#### Exercise goal
Each line with the string "board" is to be copied from the records below.
Given entries START
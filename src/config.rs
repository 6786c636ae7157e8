//! Build configuration.
//!
//! One run is fully described by a [`GalleryConfig`]; the CLI in `main`
//! is its only producer, tests construct it directly. There are no config
//! files — the flags are the whole configuration surface.

use std::path::{Path, PathBuf};

/// Default name of the generated document, created inside the gallery root.
pub const DEFAULT_OUTPUT_FILE: &str = "mu.html";

/// Everything the pipeline needs for one run.
#[derive(Debug, Clone)]
pub struct GalleryConfig {
    /// Root of the tree to scan. Absolutized by [`GalleryConfig::new`] so
    /// the path filter always matches against absolute string forms.
    pub gallery_root: PathBuf,
    /// Output filename, relative to the gallery root.
    pub output_file: String,
    /// Render standalone video tiles.
    pub include_videos: bool,
    /// Extra ignore fragments appended to the built-in defaults.
    pub extra_ignored: Vec<String>,
    /// Per-item progress lines instead of the periodic counter.
    pub verbose: bool,
}

impl GalleryConfig {
    /// Build a config with the given root, absolutized against the
    /// current directory, and defaults for everything else.
    pub fn new(gallery_root: &Path) -> Self {
        Self {
            gallery_root: absolutize(gallery_root),
            output_file: DEFAULT_OUTPUT_FILE.to_string(),
            include_videos: false,
            extra_ignored: Vec::new(),
            verbose: false,
        }
    }

    /// Full path of the document this run writes.
    pub fn output_path(&self) -> PathBuf {
        self.gallery_root.join(&self.output_file)
    }
}

fn absolutize(path: &Path) -> PathBuf {
    if path.is_absolute() {
        path.to_path_buf()
    } else {
        std::env::current_dir()
            .map(|cwd| cwd.join(path))
            .unwrap_or_else(|_| path.to_path_buf())
    }
}
//! Build orchestration: one sequential pass over the tree.
//!
//! Traversal, classification and assembly happen in a single
//! deterministic pass, so album order always equals directory-visitation
//! order and an unchanged tree reproduces the same document. Recoverable
//! errors were already handled below this level; the only way
//! [`build_gallery`] fails is an output-write error.

use crate::assemble::{Assembler, GalleryCounts};
use crate::config::GalleryConfig;
use crate::filter::PathFilter;
use crate::render::{self, RenderError};
use crate::report::Reporter;
use crate::walk::walk_tree;
use std::path::PathBuf;
use thiserror::Error;

#[derive(Error, Debug)]
pub enum BuildError {
    #[error(transparent)]
    Render(#[from] RenderError),
}

/// What one run produced.
#[derive(Debug)]
pub struct BuildOutcome {
    /// Path of the written document, or `None` when the walk found
    /// nothing to render and no file was written.
    pub output_path: Option<PathBuf>,
    pub counts: GalleryCounts,
}

/// Run the whole pipeline: walk → assemble → render.
pub fn build_gallery(
    config: &GalleryConfig,
    reporter: &Reporter,
) -> Result<BuildOutcome, BuildError> {
    let filter = PathFilter::new(&config.extra_ignored);
    let mut assembler = Assembler::new(&config.gallery_root, config.include_videos, reporter);

    for bundle in walk_tree(&config.gallery_root, &filter, reporter) {
        assembler.push_bundle(bundle);
    }

    let gallery = assembler.finish();
    if gallery.fragments.is_empty() {
        return Ok(BuildOutcome {
            output_path: None,
            counts: gallery.counts,
        });
    }

    let document = render::render_document(&config.gallery_root, &gallery);
    let output_path = config.output_path();
    render::write_document(&output_path, document)?;

    Ok(BuildOutcome {
        output_path: Some(output_path),
        counts: gallery.counts,
    })
}

#[cfg(test)]
mod tests {
    use super::*;
    use crate::test_helpers::write_file;
    use tempfile::TempDir;

    fn build(tmp: &TempDir) -> BuildOutcome {
        let config = GalleryConfig::new(tmp.path());
        build_gallery(&config, &Reporter::silent()).unwrap()
    }

    #[test]
    fn empty_tree_writes_nothing() {
        let tmp = TempDir::new().unwrap();
        let outcome = build(&tmp);
        assert!(outcome.output_path.is_none());
        assert!(!tmp.path().join("mu.html").exists());
    }

    #[test]
    fn tree_with_audio_writes_the_document() {
        let tmp = TempDir::new().unwrap();
        write_file(tmp.path(), "Album/01.mp3");

        let outcome = build(&tmp);
        let path = outcome.output_path.unwrap();
        assert_eq!(path, tmp.path().join("mu.html"));
        assert!(path.exists());
        assert_eq!(outcome.counts.albums, 1);
    }

    #[test]
    fn videos_alone_count_only_when_enabled() {
        let tmp = TempDir::new().unwrap();
        write_file(tmp.path(), "Clips/a.mp4");

        let outcome = build(&tmp);
        assert!(outcome.output_path.is_none());

        let mut config = GalleryConfig::new(tmp.path());
        config.include_videos = true;
        let outcome = build_gallery(&config, &Reporter::silent()).unwrap();
        assert!(outcome.output_path.is_some());
        assert_eq!(outcome.counts.videos, 1);
    }

    #[test]
    fn rerun_reproduces_identical_output() {
        let tmp = TempDir::new().unwrap();
        write_file(tmp.path(), "B/02.mp3");
        write_file(tmp.path(), "A/01.mp3");
        write_file(tmp.path(), "A/cover.jpg");

        let config = GalleryConfig::new(tmp.path());
        build_gallery(&config, &Reporter::silent()).unwrap();
        let first = std::fs::read_to_string(tmp.path().join("mu.html")).unwrap();
        build_gallery(&config, &Reporter::silent()).unwrap();
        let second = std::fs::read_to_string(tmp.path().join("mu.html")).unwrap();
        assert_eq!(first, second);
    }

    #[test]
    fn output_write_failure_is_fatal() {
        let tmp = TempDir::new().unwrap();
        write_file(tmp.path(), "Album/01.mp3");

        let mut config = GalleryConfig::new(tmp.path());
        config.output_file = "no-such-dir/mu.html".to_string();
        let result = build_gallery(&config, &Reporter::silent());
        assert!(matches!(result, Err(BuildError::Render(_))));
    }
}
use std::path::PathBuf;
use std::time::Duration;

use log::LevelFilter;
use ratatui::style::Color;

/// Logical grid dimensions passed through the game as a named type.
#[derive(Debug, Clone, Copy, Eq, PartialEq)]
pub struct GridSize {
    pub width: u16,
    pub height: u16,
}

impl GridSize {
    /// Creates a grid size, raising zero dimensions to one cell.
    #[must_use]
    pub fn new(width: u16, height: u16) -> Self {
        Self {
            width: width.max(1),
            height: height.max(1),
        }
    }

    /// Returns the total number of cells in the grid.
    #[must_use]
    pub fn total_cells(self) -> usize {
        usize::from(self.width) * usize::from(self.height)
    }
}

/// Default board width in cells.
pub const DEFAULT_GRID_WIDTH: u16 = 30;

/// Default board height in cells.
pub const DEFAULT_GRID_HEIGHT: u16 = 20;

/// Default number of segments a fresh snake starts with.
pub const DEFAULT_START_LENGTH: u16 = 4;

/// Default interval between simulation steps in milliseconds.
pub const DEFAULT_TICK_INTERVAL_MS: u64 = 130;

/// Points granted for each food eaten.
pub const FOOD_REWARD: u32 = 10;

/// Longest accepted username, in characters.
pub const MAX_USERNAME_CHARS: usize = 20;

/// Interval between growth-effect animation frames.
pub const EFFECT_FRAME_INTERVAL: Duration = Duration::from_millis(40);

/// Number of frames a growth effect lives for.
pub const EFFECT_FRAME_COUNT: u8 = 8;

/// Frames during which a growth effect also shows sparkles.
pub const EFFECT_SPARKLE_FRAMES: u8 = 5;

const APP_DIR_NAME: &str = "grid-snake";
const SCORE_FILE_NAME: &str = "users.json";
const LOG_FILE_NAME: &str = "grid-snake.log";

/// Color palette for the board and overlays.
#[derive(Debug)]
pub struct Palette {
    pub grass_light: Color,
    pub grass_dark: Color,
    pub snake_head: Color,
    pub snake_body_start: Color,
    pub snake_body_end: Color,
    pub food: Color,
    pub border: Color,
    pub score: Color,
    pub muted: Color,
    pub danger: Color,
    /// Ring colors indexed by effect frame.
    pub effect: [Color; EFFECT_FRAME_COUNT as usize],
    pub sparkle: Color,
}

pub const PALETTE: Palette = Palette {
    grass_light: Color::Rgb(0x2a, 0x5e, 0x2a),
    grass_dark: Color::Rgb(0x27, 0x62, 0x27),
    snake_head: Color::Rgb(0x78, 0x36, 0xe2),
    snake_body_start: Color::Rgb(0x78, 0x36, 0xe2),
    snake_body_end: Color::Rgb(0x49, 0x23, 0x86),
    food: Color::Rgb(0xef, 0x44, 0x44),
    border: Color::Rgb(0x0f, 0x34, 0x60),
    score: Color::Rgb(0x00, 0xd4, 0xaa),
    muted: Color::Rgb(0x6b, 0x72, 0x80),
    danger: Color::Rgb(0xef, 0x44, 0x44),
    effect: [
        Color::Rgb(0xfe, 0xf0, 0x8a),
        Color::Rgb(0xfd, 0xe0, 0x47),
        Color::Rgb(0xfa, 0xcc, 0x15),
        Color::Rgb(0xea, 0xb3, 0x08),
        Color::Rgb(0xca, 0x8a, 0x04),
        Color::Rgb(0xa1, 0x62, 0x07),
        Color::Rgb(0x85, 0x4d, 0x0e),
        Color::Rgb(0x71, 0x3f, 0x12),
    ],
    sparkle: Color::Rgb(0xfe, 0xf0, 0x8a),
};

/// Glyph drawn for food.
pub const GLYPH_FOOD: &str = "●";

/// Head glyphs by heading.
pub const GLYPH_SNAKE_HEAD_UP: &str = "▲";
pub const GLYPH_SNAKE_HEAD_DOWN: &str = "▼";
pub const GLYPH_SNAKE_HEAD_LEFT: &str = "◀";
pub const GLYPH_SNAKE_HEAD_RIGHT: &str = "▶";

/// Glyph drawn for growth-effect rings and sparkles.
pub const GLYPH_EFFECT_RING: &str = "·";
pub const GLYPH_EFFECT_SPARKLE: &str = "*";

/// Runtime settings resolved from the command line.
#[derive(Debug, Clone)]
pub struct Settings {
    pub grid: GridSize,
    pub start_length: u16,
    pub tick_interval: Duration,
    pub seed: Option<u64>,
    pub scores_path: PathBuf,
    pub log_path: PathBuf,
    pub log_level: LevelFilter,
}

impl Default for Settings {
    fn default() -> Self {
        Self {
            grid: GridSize::new(DEFAULT_GRID_WIDTH, DEFAULT_GRID_HEIGHT),
            start_length: DEFAULT_START_LENGTH,
            tick_interval: Duration::from_millis(DEFAULT_TICK_INTERVAL_MS),
            seed: None,
            scores_path: default_scores_path(),
            log_path: default_log_path(),
            log_level: LevelFilter::Info,
        }
    }
}

/// Returns the platform-correct directory for persisted game data.
#[must_use]
pub fn data_dir() -> PathBuf {
    let mut base = dirs::data_local_dir().unwrap_or_else(|| PathBuf::from("."));
    base.push(APP_DIR_NAME);
    base
}

/// Returns the default user/high-score store path.
#[must_use]
pub fn default_scores_path() -> PathBuf {
    data_dir().join(SCORE_FILE_NAME)
}

/// Returns the default log file path.
#[must_use]
pub fn default_log_path() -> PathBuf {
    data_dir().join(LOG_FILE_NAME)
}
Given entries END
#### Response
/// Default board width in cells.
/// Default board height in cells.
/// Color palette for the board and overlays.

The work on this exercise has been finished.